NHBS is an ongoing behavioral surveillance system that collects cross-sectional data among populations at high risk for acquiring HIV, including MSM, injection-drug users, and heterosexuals at high risk. Men aged >18 years were sampled systematically from randomly selected venues where MSM congregated (e.g., bars/clubs, organizations, and street locations). Formative research was conducted to identify venues and days and times when MSM frequented these venues.2-4 Men eligible for the survey were aged >18 years and residents of the metropolitan statistical area (MSA). Using a standardized questionnaire, men were interviewed about their sexual and drug-use behaviors, HIV-testing behavior, and use of HIV-prevention services.
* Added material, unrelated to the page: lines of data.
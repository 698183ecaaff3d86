use std::collections::HashMap;

use crate::error::ConfigError;
use crate::tick::Tick;

/// A value exposed in a metric's snapshot: either numeric or the
/// categorical `session_label`.
#[derive(Debug, Clone, PartialEq)]
pub enum SnapshotValue {
    Number(f64),
    Label(&'static str),
}

impl SnapshotValue {
    pub fn as_f64(&self) -> Option<f64> {
        match self {
            SnapshotValue::Number(n) => Some(*n),
            SnapshotValue::Label(_) => None,
        }
    }
}

/// Selects which side of the quote a metric computes over.
#[derive(Debug, Clone, Copy, PartialEq, Eq)]
pub enum PriceField {
    Bid,
    Ask,
    Mid,
}

impl PriceField {
    pub fn parse(s: &str) -> Result<Self, ConfigError> {
        match s {
            "bid" => Ok(PriceField::Bid),
            "ask" => Ok(PriceField::Ask),
            "mid" => Ok(PriceField::Mid),
            other => Err(ConfigError::UnknownPriceField(other.to_string())),
        }
    }

    pub fn of(&self, tick: &Tick) -> f64 {
        match self {
            PriceField::Bid => tick.bid,
            PriceField::Ask => tick.ask,
            PriceField::Mid => tick.mid,
        }
    }
}

/// A named online estimator: consumes ticks, exposes a flat field map.
///
/// Every metric owns a stable `name` that the metrics manager uses to
/// prefix each field it exposes (`"{name}.{field}"`). Implementations are
/// mutated only by the single-threaded tick loop that owns them — no
/// `Sync` bound is required, since two threads never touch the same
/// metric concurrently. `Send` is required so a whole symbol pipeline,
/// metrics included, can be handed to a worker thread by the outer
/// multi-symbol coordinator (spec §5 parallelizes per-symbol, never
/// per-indicator within a symbol).
pub trait Metric: Send {
    fn name(&self) -> &str;

    fn update(&mut self, tick: &Tick);

    /// Writes this metric's fields into `out`, keyed as
    /// `"{name}.{field}"`. Implementations should reuse the same field
    /// names on every call so the manager's key set stays stable.
    fn snapshot(&self, out: &mut HashMap<String, SnapshotValue>);
}

pub fn qualify(name: &str, field: &str) -> String {
    let mut s = String::with_capacity(name.len() + field.len() + 1);
    s.push_str(name);
    s.push('.');
    s.push_str(field);
    s
}
/// A time-weighted histogram over fixed, strictly-increasing bin edges.
///
/// Each event contributes a duration-weighted share of whichever bin its
/// value fell in; `percentile_rank` reports the linearly-interpolated
/// cumulative share of total weight below a value.
#[derive(Debug, Clone)]
pub struct TimeWeightedHistogram {
    edges: Vec<f64>,
    horizon: f64,
    bin_weights: Vec<f64>,
    buf: Vec<Event>,
    head: usize,
    len: usize,
    total: f64,
}

#[derive(Debug, Clone, Copy)]
struct Event {
    start: f64,
    end: f64,
    bin: usize,
    weight: f64,
}

impl TimeWeightedHistogram {
    /// `edges` must be strictly increasing and partition the value axis
    /// into `edges.len() - 1` bins; callers validate this at construction.
    pub fn new(edges: Vec<f64>, horizon_seconds: f64) -> Self {
        let n_bins = edges.len().saturating_sub(1).max(1);
        Self {
            edges,
            horizon: horizon_seconds,
            bin_weights: vec![0.0; n_bins],
            buf: vec![
                Event {
                    start: 0.0,
                    end: 0.0,
                    bin: 0,
                    weight: 0.0
                };
                16
            ],
            head: 0,
            len: 0,
            total: 0.0,
        }
    }

    fn bin_of(&self, x: f64) -> usize {
        // Binary search for the first edge strictly greater than x, clamped
        // at both ends so out-of-range values land in the boundary bins.
        let n_bins = self.bin_weights.len();
        if x <= self.edges[0] {
            return 0;
        }
        if x >= *self.edges.last().unwrap() {
            return n_bins - 1;
        }
        match self
            .edges
            .binary_search_by(|e| e.partial_cmp(&x).unwrap())
        {
            Ok(i) => i.min(n_bins - 1),
            Err(i) => (i - 1).min(n_bins - 1),
        }
    }

    /// Assigns `end - start` (must be positive) to `bin(value)` and records
    /// the event for later trimming.
    pub fn add(&mut self, start: f64, end: f64, value: f64) {
        let weight = end - start;
        if weight <= 0.0 || !value.is_finite() {
            return;
        }
        let bin = self.bin_of(value);
        self.bin_weights[bin] += weight;
        self.total += weight;
        self.push(Event {
            start,
            end,
            bin,
            weight,
        });
    }

    fn push(&mut self, e: Event) {
        if self.len == self.buf.len() {
            self.grow();
        }
        let idx = (self.head + self.len) % self.buf.len();
        self.buf[idx] = e;
        self.len += 1;
    }

    fn grow(&mut self) {
        let old_cap = self.buf.len();
        let new_cap = old_cap * 2;
        let mut new_buf = vec![
            Event {
                start: 0.0,
                end: 0.0,
                bin: 0,
                weight: 0.0
            };
            new_cap
        ];
        for i in 0..self.len {
            new_buf[i] = self.buf[(self.head + i) % old_cap];
        }
        self.buf = new_buf;
        self.head = 0;
    }

    /// Evicts events whose `end <= now - horizon`, partially decaying the
    /// straddling event by shrinking its weight and advancing `start`.
    pub fn trim(&mut self, now: f64) {
        let cutoff = now - self.horizon;
        while self.len > 0 {
            let e = self.buf[self.head];
            if e.end <= cutoff {
                self.bin_weights[e.bin] -= e.weight;
                self.total -= e.weight;
                self.head = (self.head + 1) % self.buf.len();
                self.len -= 1;
            } else if e.start < cutoff {
                let removed = cutoff - e.start;
                self.bin_weights[e.bin] -= removed;
                self.total -= removed;
                self.buf[self.head].weight -= removed;
                self.buf[self.head].start = cutoff;
                break;
            } else {
                break;
            }
        }
    }

    /// Linearly interpolated cumulative share of total weight at `x`, or
    /// `NaN` when `total <= 0`.
    pub fn percentile_rank(&self, x: f64) -> f64 {
        if self.total <= 0.0 {
            return f64::NAN;
        }
        let bin = self.bin_of(x);
        let below: f64 = self.bin_weights[..bin].iter().sum();
        let edge_lo = self.edges[bin];
        let edge_hi = self.edges[bin + 1];
        let frac = if edge_hi > edge_lo {
            ((x - edge_lo) / (edge_hi - edge_lo)).clamp(0.0, 1.0)
        } else {
            1.0
        };
        let in_bin = self.bin_weights[bin] * frac;
        (below + in_bin) / self.total
    }
}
During June 2004 - April 2005, participants in five NHBS cities (Baltimore, Maryland; Los Angeles, California; Miami, Florida; New York, New York; and San Francisco, California) were also tested for HIV infection after informed consent.
The OraQuick® rapid test or an enzyme immunoassay (EIA) was used to screen blood specimens for HIV antibody, and initially reactive specimens were tested by Western blot for confirmation. To estimate HIV incidence, CDC used a serologic testing algorithm for recent HIV seroconversion (STARHS).5 Specimens that were confirmed positive were tested further with the Vironostika-Less Sensitive (LS) EIA, which detects HIV infection approximately 170 days after initial infection by using a 1.0 standard optical density cutoff (95% confidence interval [CI] = 145-200 days).6 A specimen confirmed positive by Western blot and nonreactive on the Vironostika-LS assay was categorized as an incident infection. Persons self-reporting a previous positive test result and HIV-positive participants reporting use of antiretroviral therapy were excluded from the incidence estimate.
Participants were asked about the date and result of their most recent HIV test before having their blood drawn as part of NHBS. Men who had not been tested during the preceding year were asked about their reasons for not being tested. MSM with unrecognized infection were defined as those who reported being HIV negative, indeterminate, or not knowing their HIV status, but who tested HIV positive at the time of their interview. Prevalence ratios and 95% CIs were calculated to evaluate characteristics associated with testing during the preceding year. Differences in reasons for not testing between HIV-negative MSM and MSM with unrecognized infection were assessed by using chi-square tests (p<0.05).
In the five cities, 2,261 men sampled from 258 venues participated in NHBS. The participation rate among eligible men was 83% (range by city: 69%-99%). A total of 1,767 (78%) were men who had one or more male sex partners and agreed to the survey, HIV test, and STARHS test (range by city: 222-462). Of these 1,767 participants, the median age was 32 years (range: 18-81 years); 35% were white, 27% Hispanic, 25% black, 7% multiracial/other, and 6% Asian/Pacific Islander. Participants were recruited at bars (30%), street locations (20%), dance clubs (19%), cafes/retail stores (10%), Gay Pride events (6%), social organizations (5%), gyms (5%), sex establishments (3%), and parks (1%).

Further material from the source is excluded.